The other day I saw a dog at the dog park who had black dirt all over his front paws and his nose. His owner explained that her dog loved to dig, and that when given a dog biscuit, he would dig a ridiculously big hole in the back yard to bury the small treat.
“It’s really crazy!” the woman said “How Max’s treat is smaller than an egg but he digs a hole big enough to bury a cow!”
I laughed as I pictured the dog frantically digging, throwing dirt out behind him without paying attention to when his task had been accomplished.
But as I drove home I had a sobering thought: Am I like Max, the frantically digging dog?”
I confess to putting my own head down and not looking up for long periods of time, working away without any planned way to measure my progress. I don’t throw dirt behind me, but I probably work more than I need to. I wonder what would happen if I took a break occasionally and enjoyed my progress instead of just putting my nose to the grindstone and not looking up until the end of the day.
I pondered this idea for the next few days, and concluded that my tendency to work voraciously for long periods of time is something that I justify by thinking that I’m good at delayed gratification. But is that really what I’m doing? Or am I just plowing through most of my day in order to get to the few parts that I think will be fun? And what am I missing along the way by just “getting it all done”?
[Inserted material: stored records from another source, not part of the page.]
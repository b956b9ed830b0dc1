use serde::{Deserialize, Serialize};
use std::path::PathBuf;
use tracing_subscriber::EnvFilter;

fn default_log_level() -> String {
    "info".to_string()
}
fn default_data_dir() -> String {
    "data".to_string()
}
fn default_gateway_host() -> String {
    "0.0.0.0".to_string()
}
fn default_gateway_port() -> u16 {
    8080
}
fn default_primary_url() -> String {
    "http://app-server:3000".to_string()
}
fn default_docker_socket() -> String {
    "/var/run/docker.sock".to_string()
}
fn default_self_container() -> String {
    "vpn-manager".to_string()
}
fn default_infra_containers() -> Vec<String> {
    vec![
        "vpn-manager".to_string(),
        "app-server".to_string(),
        "redis".to_string(),
    ]
}
fn default_soft_restart_delay_ms() -> u64 {
    // Gluetun needs a moment to tear the tunnel down before it accepts "running" again.
    2000
}
fn default_tunnel_timeout_ms() -> u64 {
    5000
}
fn default_worker_probe_timeout_ms() -> u64 {
    5000
}
fn default_docker_timeout_ms() -> u64 {
    // Container restarts block on the stop timeout (t=10) before returning.
    30_000
}
fn default_proxy_timeout_secs() -> u64 {
    300
}
fn default_max_proxy_body_bytes() -> usize {
    10 * 1024 * 1024
}
fn default_ip_check_interval_secs() -> u64 {
    0
}
fn default_worker_id() -> String {
    "worker-1".to_string()
}
fn default_worker_host() -> String {
    "0.0.0.0".to_string()
}
fn default_worker_port() -> u16 {
    3001
}
fn default_tunnel_control_url() -> String {
    "http://127.0.0.1:8000".to_string()
}
fn default_ytdlp_path() -> String {
    "yt-dlp".to_string()
}
fn default_worker_output_dir() -> String {
    "/tmp/vpn-worker".to_string()
}
fn default_tool_timeout_secs() -> u64 {
    // Stay under the dispatcher's 120s download timeout so the worker reports the failure itself.
    110
}
fn default_dispatch_strategy() -> DispatchStrategy {
    DispatchStrategy::Rotation
}
fn default_download_timeout_secs() -> u64 {
    120
}
fn default_health_timeout_secs() -> u64 {
    5
}
fn default_dispatch_output_dir() -> String {
    "clips".to_string()
}

#[derive(Debug, Clone, Default, Serialize, Deserialize)]
#[serde(default)]
pub struct Config {
    pub general: GeneralConfig,
    pub gateway: GatewayConfig,
    pub fleet: FleetConfig,
    pub worker: WorkerConfig,
    pub dispatcher: DispatcherConfig,
}

#[derive(Debug, Clone, Serialize, Deserialize)]
#[serde(default)]
pub struct GeneralConfig {
    pub log_level: String,
    pub data_dir: String,
}

#[derive(Debug, Clone, Serialize, Deserialize)]
#[serde(default)]
pub struct GatewayConfig {
    pub host: String,
    pub port: u16,
    /// Everything that is not a control-plane route is forwarded here.
    pub primary_url: String,
    pub docker_socket: String,
    /// Name of the container the gateway itself runs in (gets process stats attached).
    pub self_container: String,
    pub infra_containers: Vec<String>,
    pub soft_restart_delay_ms: u64,
    pub tunnel_timeout_ms: u64,
    pub worker_probe_timeout_ms: u64,
    pub docker_timeout_ms: u64,
    pub proxy_timeout_secs: u64,
    pub max_proxy_body_bytes: usize,
    /// If 0, worker IPs are only refreshed on demand.
    pub ip_check_interval_secs: u64,
}

/// Tunnel containers, worker containers and tunnel control URLs are paired by list position.
#[derive(Debug, Clone, Default, Serialize, Deserialize)]
#[serde(default)]
pub struct FleetConfig {
    pub tunnel_containers: Vec<String>,
    pub worker_containers: Vec<String>,
    pub tunnel_control_urls: Vec<String>,
    pub workers: Vec<WorkerEndpointConfig>,
}

#[derive(Debug, Clone, PartialEq, Eq, Serialize, Deserialize)]
pub struct WorkerEndpointConfig {
    pub id: String,
    pub url: String,
}

#[derive(Debug, Clone, Serialize, Deserialize)]
#[serde(default)]
pub struct WorkerConfig {
    pub id: String,
    pub host: String,
    pub port: u16,
    pub tunnel_control_url: String,
    pub ytdlp_path: String,
    pub output_dir: String,
    pub tool_timeout_secs: u64,
}

#[derive(Debug, Clone, Copy, PartialEq, Eq, Serialize, Deserialize)]
#[serde(rename_all = "snake_case")]
pub enum DispatchStrategy {
    /// Shared start index advanced once per job.
    Rotation,
    /// Legacy ordering by rolling success rate.
    HealthScored,
}

#[derive(Debug, Clone, Serialize, Deserialize)]
#[serde(default)]
pub struct DispatcherConfig {
    pub strategy: DispatchStrategy,
    pub download_timeout_secs: u64,
    pub health_timeout_secs: u64,
    pub output_dir: String,
}

impl Default for GeneralConfig {
    fn default() -> Self {
        Self {
            log_level: default_log_level(),
            data_dir: default_data_dir(),
        }
    }
}

impl Default for GatewayConfig {
    fn default() -> Self {
        Self {
            host: default_gateway_host(),
            port: default_gateway_port(),
            primary_url: default_primary_url(),
            docker_socket: default_docker_socket(),
            self_container: default_self_container(),
            infra_containers: default_infra_containers(),
            soft_restart_delay_ms: default_soft_restart_delay_ms(),
            tunnel_timeout_ms: default_tunnel_timeout_ms(),
            worker_probe_timeout_ms: default_worker_probe_timeout_ms(),
            docker_timeout_ms: default_docker_timeout_ms(),
            proxy_timeout_secs: default_proxy_timeout_secs(),
            max_proxy_body_bytes: default_max_proxy_body_bytes(),
            ip_check_interval_secs: default_ip_check_interval_secs(),
        }
    }
}

impl Default for WorkerConfig {
    fn default() -> Self {
        Self {
            id: default_worker_id(),
            host: default_worker_host(),
            port: default_worker_port(),
            tunnel_control_url: default_tunnel_control_url(),
            ytdlp_path: default_ytdlp_path(),
            output_dir: default_worker_output_dir(),
            tool_timeout_secs: default_tool_timeout_secs(),
        }
    }
}

impl Default for DispatcherConfig {
    fn default() -> Self {
        Self {
            strategy: default_dispatch_strategy(),
            download_timeout_secs: default_download_timeout_secs(),
            health_timeout_secs: default_health_timeout_secs(),
            output_dir: default_dispatch_output_dir(),
        }
    }
}

#[derive(Debug, Clone, PartialEq, Eq)]
pub enum ConfigError {
    LengthMismatch {
        left: &'static str,
        left_len: usize,
        right: &'static str,
        right_len: usize,
    },
    Duplicate {
        what: &'static str,
        name: String,
    },
    Invalid {
        what: &'static str,
        value: String,
    },
}

impl std::fmt::Display for ConfigError {
    fn fmt(&self, f: &mut std::fmt::Formatter<'_>) -> std::fmt::Result {
        match self {
            Self::LengthMismatch {
                left,
                left_len,
                right,
                right_len,
            } => write!(
                f,
                "{left} has {left_len} entries but {right} has {right_len}; paired lists must match"
            ),
            Self::Duplicate { what, name } => write!(f, "duplicate {what} '{name}'"),
            Self::Invalid { what, value } => write!(f, "invalid {what} '{value}'"),
        }
    }
}

impl std::error::Error for ConfigError {}

impl Config {
    /// Applies the environment-style overrides used by container deployments.
    pub fn apply_env_overrides(&mut self) {
        self.apply_overrides(|key| std::env::var(key).ok());
    }

    pub fn apply_overrides(&mut self, lookup: impl Fn(&str) -> Option<String>) {
        if let Some(v) = lookup("GLUETUN_CONTAINERS") {
            self.fleet.tunnel_containers = split_list(&v);
        }
        if let Some(v) = lookup("WORKER_CONTAINERS") {
            self.fleet.worker_containers = split_list(&v);
        }
        if let Some(v) = lookup("GLUETUN_CONTROL_URLS") {
            self.fleet.tunnel_control_urls = split_list(&v);
        }
        if let Some(v) = lookup("WORKER_URLS") {
            let urls = split_list(&v);
            let ids = lookup("WORKER_IDS").map(|ids| split_list(&ids));
            self.fleet.workers = urls
                .into_iter()
                .enumerate()
                .map(|(i, url)| WorkerEndpointConfig {
                    id: ids
                        .as_ref()
                        .and_then(|ids| ids.get(i).cloned())
                        .unwrap_or_else(|| format!("worker-{}", i + 1)),
                    url,
                })
                .collect();
        }
        if let Some(v) = lookup("INFRA_CONTAINERS") {
            self.gateway.infra_containers = split_list(&v);
        }
        if let Some(port) = lookup("MANAGER_PORT").and_then(|v| v.trim().parse().ok()) {
            self.gateway.port = port;
        }
        if let Some(v) = lookup("PRIMARY_URL") {
            self.gateway.primary_url = v.trim().to_string();
        }
        if let Some(v) = lookup("DOCKER_SOCKET") {
            self.gateway.docker_socket = v.trim().to_string();
        }
        if let Some(v) = lookup("WORKER_ID") {
            self.worker.id = v.trim().to_string();
        }
        if let Some(port) = lookup("WORKER_PORT").and_then(|v| v.trim().parse().ok()) {
            self.worker.port = port;
        }
        if let Some(v) = lookup("GLUETUN_CONTROL_URL") {
            self.worker.tunnel_control_url = v.trim().to_string();
        }
        if let Some(v) = lookup("YTDLP_PATH") {
            self.worker.ytdlp_path = v.trim().to_string();
        }
    }

    /// Relative paths are taken under `general.data_dir`.
    pub fn data_path(&self, raw: &str) -> PathBuf {
        let path = PathBuf::from(raw);
        if path.is_absolute() {
            path
        } else {
            PathBuf::from(&self.general.data_dir).join(path)
        }
    }

    pub fn dispatcher_output_dir(&self) -> PathBuf {
        self.data_path(&self.dispatcher.output_dir)
    }

    pub fn worker_output_dir(&self) -> PathBuf {
        self.data_path(&self.worker.output_dir)
    }
}

impl FleetConfig {
    pub fn validate(&self) -> Result<(), ConfigError> {
        if self.tunnel_containers.len() != self.worker_containers.len() {
            return Err(ConfigError::LengthMismatch {
                left: "tunnel_containers",
                left_len: self.tunnel_containers.len(),
                right: "worker_containers",
                right_len: self.worker_containers.len(),
            });
        }
        if self.tunnel_containers.len() != self.tunnel_control_urls.len() {
            return Err(ConfigError::LengthMismatch {
                left: "tunnel_containers",
                left_len: self.tunnel_containers.len(),
                right: "tunnel_control_urls",
                right_len: self.tunnel_control_urls.len(),
            });
        }
        // Workers may be listed without containers (e.g. bare-metal dev), but when both are
        // present they are paired by position.
        if !self.worker_containers.is_empty()
            && !self.workers.is_empty()
            && self.workers.len() != self.worker_containers.len()
        {
            return Err(ConfigError::LengthMismatch {
                left: "workers",
                left_len: self.workers.len(),
                right: "worker_containers",
                right_len: self.worker_containers.len(),
            });
        }

        let mut seen = std::collections::HashSet::new();
        for name in self.tunnel_containers.iter().chain(&self.worker_containers) {
            if name.trim().is_empty() {
                return Err(ConfigError::Invalid {
                    what: "container name",
                    value: name.clone(),
                });
            }
            if !seen.insert(name.as_str()) {
                return Err(ConfigError::Duplicate {
                    what: "container",
                    name: name.clone(),
                });
            }
        }

        let mut ids = std::collections::HashSet::new();
        for w in &self.workers {
            if !ids.insert(w.id.as_str()) {
                return Err(ConfigError::Duplicate {
                    what: "worker id",
                    name: w.id.clone(),
                });
            }
            if !(w.url.starts_with("http://") || w.url.starts_with("https://")) {
                return Err(ConfigError::Invalid {
                    what: "worker url",
                    value: w.url.clone(),
                });
            }
        }
        Ok(())
    }

    pub fn tunnel_index(&self, container: &str) -> Option<usize> {
        self.tunnel_containers.iter().position(|c| c == container)
    }

    /// Worker container sharing the tunnel's network namespace, resolved by list position.
    pub fn paired_worker_container(&self, tunnel_container: &str) -> Option<&str> {
        let idx = self.tunnel_index(tunnel_container)?;
        self.worker_containers.get(idx).map(String::as_str)
    }

    pub fn paired_worker(&self, tunnel_container: &str) -> Option<&WorkerEndpointConfig> {
        let idx = self.tunnel_index(tunnel_container)?;
        self.workers.get(idx)
    }

    pub fn worker(&self, id: &str) -> Option<&WorkerEndpointConfig> {
        self.workers.iter().find(|w| w.id == id)
    }
}

pub fn split_list(raw: &str) -> Vec<String> {
    raw.split(',')
        .map(str::trim)
        .filter(|s| !s.is_empty())
        .map(str::to_string)
        .collect()
}

pub fn init_tracing(config: &Config) {
    // Priority order:
    // 1) RUST_LOG
    // 2) general.log_level from config.toml
    // 3) info
    //
    // Example:
    // RUST_LOG=info,vpn_fleet::dispatch=debug

    let env_filter = std::env::var("RUST_LOG")
        .ok()
        .or_else(|| Some(config.general.log_level.clone()))
        .unwrap_or_else(|| "info".to_string());

    let filter = EnvFilter::try_new(env_filter).unwrap_or_else(|_| EnvFilter::new("info"));

    tracing_subscriber::fmt()
        .with_env_filter(filter)
        .with_target(true)
        .with_thread_ids(false)
        .with_thread_names(false)
        .compact()
        .init();
}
While these thoughts were percolating in me, my youngest son Justin and I were in the kitchen making dinner. He asked, “Mom, do you remember the last year that you drove Joey and I to school, before we got our own cars? I was just thinking about how we were grumpy sometimes in the morning and so you made a CD of happy, current pop songs and played it on the way to school each day. That really helped; I liked starting my day that way.”
Without knowing it, Justin had helped me get clarity on this idea of enjoying the moment versus plowing through it.
The mornings prior to me making that CD were pretty miserable. My oldest is decidedly not a morning person and many school days began with frustration and impatience – mine and the boys’! I realized that I was trying to quickly get them in the car and dropped off at school to get that unpleasant job done. But the 7 minute car ride was becoming torturous as I had to be the referee while they bickered and grumbled. I noticed that in anticipation of the bickering I was getting in the car prepared to be miserable. I made the CD in order to keep myself cheerful so that I could help them shift into a positive place before they started their school day.
Surprise – that one simple change made the car ride enjoyable! Now the 7 minute ride was something to enjoy in and of itself, not just a means to an end. We actually had some great conversations in those brief car rides, and it turns out that my son has positive memories of his last year of being driven to school!
So today I’m grabbing on to this new awareness and stopping several times each day to see if I’m just plowing through a task, rushing through an activity that could actually be enjoyable.
And I’m stopping when I notice that I’m frantically digging away at something that is actually finished. It doesn’t have to always be perfect – sometimes just getting it finished is good enough.